I would love to talk to some MM people at LSF about what it would take to
make this work...
sage
>
> When submitted I will also send a patch to set .needs_stable_pages in
> iscsi when needed.
>
> Thanks, Martin
> Boaz
>
> > diff --git a/block/blk-settings.c b/block/blk-settings.c
> > index 5680b91..442a0df 100644
> > --- a/block/blk-settings.c
> > +++ b/block/blk-settings.c
> > @@ -125,6 +125,7 @@ void blk_set_default_limits(struct queue_limits *lim)
> > lim->io_opt = 0;
> > lim->misaligned = 0;
> > lim->cluster = 1;
> > + lim->needs_stable_pages = false;
> > }
> > EXPORT_SYMBOL(blk_set_default_limits);
> >
> > @@ -571,6 +572,8 @@ int blk_stack_limits(struct queue_limits *t, struct queue_limits *b,
> > t->cluster &= b->cluster;
> > t->discard_zeroes_data &= b->discard_zeroes_data;
> >
> > + t->needs_stable_pages &= b->needs_stable_pages;
> > +
> > /* Physical block size a multiple of the logical block size? */
> > if (t->physical_block_size & (t->logical_block_size - 1)) {
> > t->physical_block_size = t->logical_block_size;
> > diff --git a/block/blk-sysfs.c b/block/blk-sysfs.c
> > index 5b85d91..d464aca 100644
> > --- a/block/blk-sysfs.c
> > +++ b/block/blk-sysfs.c
> > @@ -161,6 +161,11 @@ static ssize_t queue_discard_zeroes_data_show(struct request_queue *q, char *pag
> > return queue_var_show(queue_discard_zeroes_data(q), page);
> > }
> >
> > +static ssize_t queue_needs_stable_pages_show(struct request_queue *q, char *page)
> > +{
> > + return queue_var_show(q->limits.needs_stable_pages, page);
> > +}
> > +
> > static ssize_t queue_write_same_max_show(struct request_queue *q, char *page)
> > {
> > return sprintf(page, "%llu\n",
> > @@ -364,6 +369,11 @@ static struct queue_sysfs_entry queue_discard_zeroes_data_entry = {
> > .show = queue_discard_zeroes_data_show,
> > };
> >
> > +static struct queue_sysfs_entry queue_needs_stable_pages_entry = {
> > + .attr = {.name = "needs_stable_pages", .mode = S_IRUGO },
> > + .show = queue_needs_stable_pages_show,
> > +};
> > +
> > static struct queue_sysfs_entry queue_write_same_max_entry = {
> > .attr = {.name = "write_same_max_bytes", .mode = S_IRUGO },
> > .show = queue_write_same_max_show,
> > @@ -416,6 +426,7 @@ static struct attribute *default_attrs[] = {
> > &queue_discard_granularity_entry.attr,
> > &queue_discard_max_entry.attr,
> > &queue_discard_zeroes_data_entry.attr,
> > + &queue_needs_stable_pages_entry.attr,
> > &queue_write_same_max_entry.attr,
> > &queue_nonrot_entry.attr,
> > &queue_nomerges_entry.attr,
> > diff --git a/drivers/scsi/sd.c b/drivers/scsi/sd.c
> > index 26eff46..146bed4 100644
> > --- a/drivers/scsi/sd.c
> > +++ b/drivers/scsi/sd.c
> > @@ -1752,10 +1752,11 @@ static void sd_read_protection_type(struct scsi_disk *sdkp, unsigned char *buffe
> > return;
> > }
> >
> > - if (scsi_host_dif_capable(sdp->host, type))

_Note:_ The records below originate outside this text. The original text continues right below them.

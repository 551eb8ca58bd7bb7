// src/config.rs

//! Runtime configuration.
//!
//! Values come from a JSON file (`$SCANWATCH_CONFIG`, or `config.json` in the project
//! config directory), then `SCANWATCH_*` environment overrides. A missing file is not an
//! error: every field has a default.

use std::path::{Path, PathBuf};
use std::time::Duration;

use serde::{Deserialize, Serialize};
use tracing::{debug, warn};
use url::Url;

use crate::core::errors::ConfigError;
use crate::core::poller::PollPolicy;
use crate::logging;

pub const CONFIG_ENV: &str = "SCANWATCH_CONFIG";
const CONFIG_FILE: &str = "config.json";

#[derive(Debug, Clone, PartialEq, Serialize, Deserialize)]
#[serde(default)]
pub struct ApiConfig {
    pub protocol: String,
    pub host: String,
    pub port: u16,
}

impl Default for ApiConfig {
    fn default() -> Self {
        Self {
            protocol: "http".to_string(),
            host: "127.0.0.1".to_string(),
            port: 8443,
        }
    }
}

#[derive(Debug, Clone, PartialEq, Serialize, Deserialize)]
#[serde(default)]
pub struct PollConfig {
    pub interval_ms: u64,
    pub retry_delay_ms: u64,
    pub jitter_ms: u64,
}

impl Default for PollConfig {
    fn default() -> Self {
        Self {
            interval_ms: 1000,
            retry_delay_ms: 2000,
            jitter_ms: 0,
        }
    }
}

#[derive(Debug, Clone, Default, PartialEq, Serialize, Deserialize)]
#[serde(default)]
pub struct AppConfig {
    pub api: ApiConfig,
    pub poll: PollConfig,
    pub request_timeout_secs: Option<u64>,
    pub export_dir: Option<PathBuf>,
}

impl AppConfig {
    /// Loads the configuration. An explicit `path` must exist; the implicit locations
    /// fall back to defaults when absent.
    pub fn load(path: Option<&Path>) -> Result<Self, ConfigError> {
        let explicit = path
            .map(Path::to_path_buf)
            .or_else(|| std::env::var_os(CONFIG_ENV).map(PathBuf::from));

        let mut config = match explicit {
            Some(path) => Self::from_file(&path)?,
            None => {
                let default_path = logging::get_config_dir().join(CONFIG_FILE);
                if default_path.exists() {
                    Self::from_file(&default_path)?
                } else {
                    debug!(path = %default_path.display(), "No config file, using defaults.");
                    Self::default()
                }
            }
        };

        config.apply_overrides(|key| std::env::var(key).ok());
        // Validate early so a bad host fails at startup, not on the first request.
        config.base_url()?;
        Ok(config)
    }

    pub fn from_file(path: &Path) -> Result<Self, ConfigError> {
        let text = std::fs::read_to_string(path).map_err(|source| ConfigError::Read {
            path: path.display().to_string(),
            source,
        })?;
        serde_json::from_str(&text).map_err(|source| ConfigError::Parse {
            path: path.display().to_string(),
            source,
        })
    }

    /// Applies `SCANWATCH_*` overrides read through `lookup`. Unparseable numbers are
    /// ignored with a warning.
    pub fn apply_overrides(&mut self, lookup: impl Fn(&str) -> Option<String>) {
        if let Some(protocol) = lookup("SCANWATCH_API_PROTOCOL") {
            self.api.protocol = protocol;
        }
        if let Some(host) = lookup("SCANWATCH_API_HOST") {
            self.api.host = host;
        }
        if let Some(port) = parsed(&lookup, "SCANWATCH_API_PORT") {
            self.api.port = port;
        }
        if let Some(ms) = parsed(&lookup, "SCANWATCH_POLL_INTERVAL_MS") {
            self.poll.interval_ms = ms;
        }
        if let Some(ms) = parsed(&lookup, "SCANWATCH_RETRY_DELAY_MS") {
            self.poll.retry_delay_ms = ms;
        }
    }

    pub fn base_url(&self) -> Result<Url, ConfigError> {
        let url = Url::parse(&format!(
            "{}://{}:{}/",
            self.api.protocol, self.api.host, self.api.port
        ))?;
        Ok(url)
    }

    pub fn poll_policy(&self) -> PollPolicy {
        PollPolicy::default()
            .with_interval(Duration::from_millis(self.poll.interval_ms))
            .with_retry_delay(Duration::from_millis(self.poll.retry_delay_ms))
            .with_jitter(Duration::from_millis(self.poll.jitter_ms))
    }

    pub fn request_timeout(&self) -> Option<Duration> {
        self.request_timeout_secs.map(Duration::from_secs)
    }

    pub fn export_dir(&self) -> PathBuf {
        self.export_dir
            .clone()
            .unwrap_or_else(|| logging::get_data_dir().join("exports"))
    }
}

fn parsed<T: std::str::FromStr>(lookup: &impl Fn(&str) -> Option<String>, key: &str) -> Option<T> {
    let raw = lookup(key)?;
    match raw.trim().parse() {
        Ok(value) => Some(value),
        Err(_) => {
            warn!(key, value = %raw, "Ignoring invalid numeric override.");
            None
        }
    }
}
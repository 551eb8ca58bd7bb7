// src/ui/mod.rs

use crate::app::App;
use ratatui::prelude::*;

mod layout;
mod widgets;

pub fn render(app: &mut App, frame: &mut Frame) {
    let layout = layout::create_layout(frame.area(), app.show_logs);

    widgets::status_view::render_status(frame, app, layout.status);
    widgets::results::render_results(frame, app, layout.results);
    widgets::status_view::render_history(frame, app, layout.history);
    if app.show_logs {
        widgets::log_view::render_log_view(frame, app, layout.log_panel);
    }
    widgets::input::render_input(frame, app, layout.input);
    widgets::footer::render_footer(frame, app, layout.footer);
}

> > + if (scsi_host_dif_capable(sdp->host, type)) {
> > sd_printk(KERN_NOTICE, sdkp,
> > "Enabling DIF Type %u protection\n", type);
> > - else
> > + sdkp->disk->queue->limits.needs_stable_pages = true;
> > + } else
> > sd_printk(KERN_NOTICE, sdkp,
> > "Disabling DIF Type %u protection\n", type);
> > }
> > diff --git a/drivers/scsi/sd_dif.c b/drivers/scsi/sd_dif.c
> > index 0cb39ff..9dc330c 100644
> > --- a/drivers/scsi/sd_dif.c
> > +++ b/drivers/scsi/sd_dif.c
> > @@ -338,6 +338,8 @@ void sd_dif_config_host(struct scsi_disk *sdkp)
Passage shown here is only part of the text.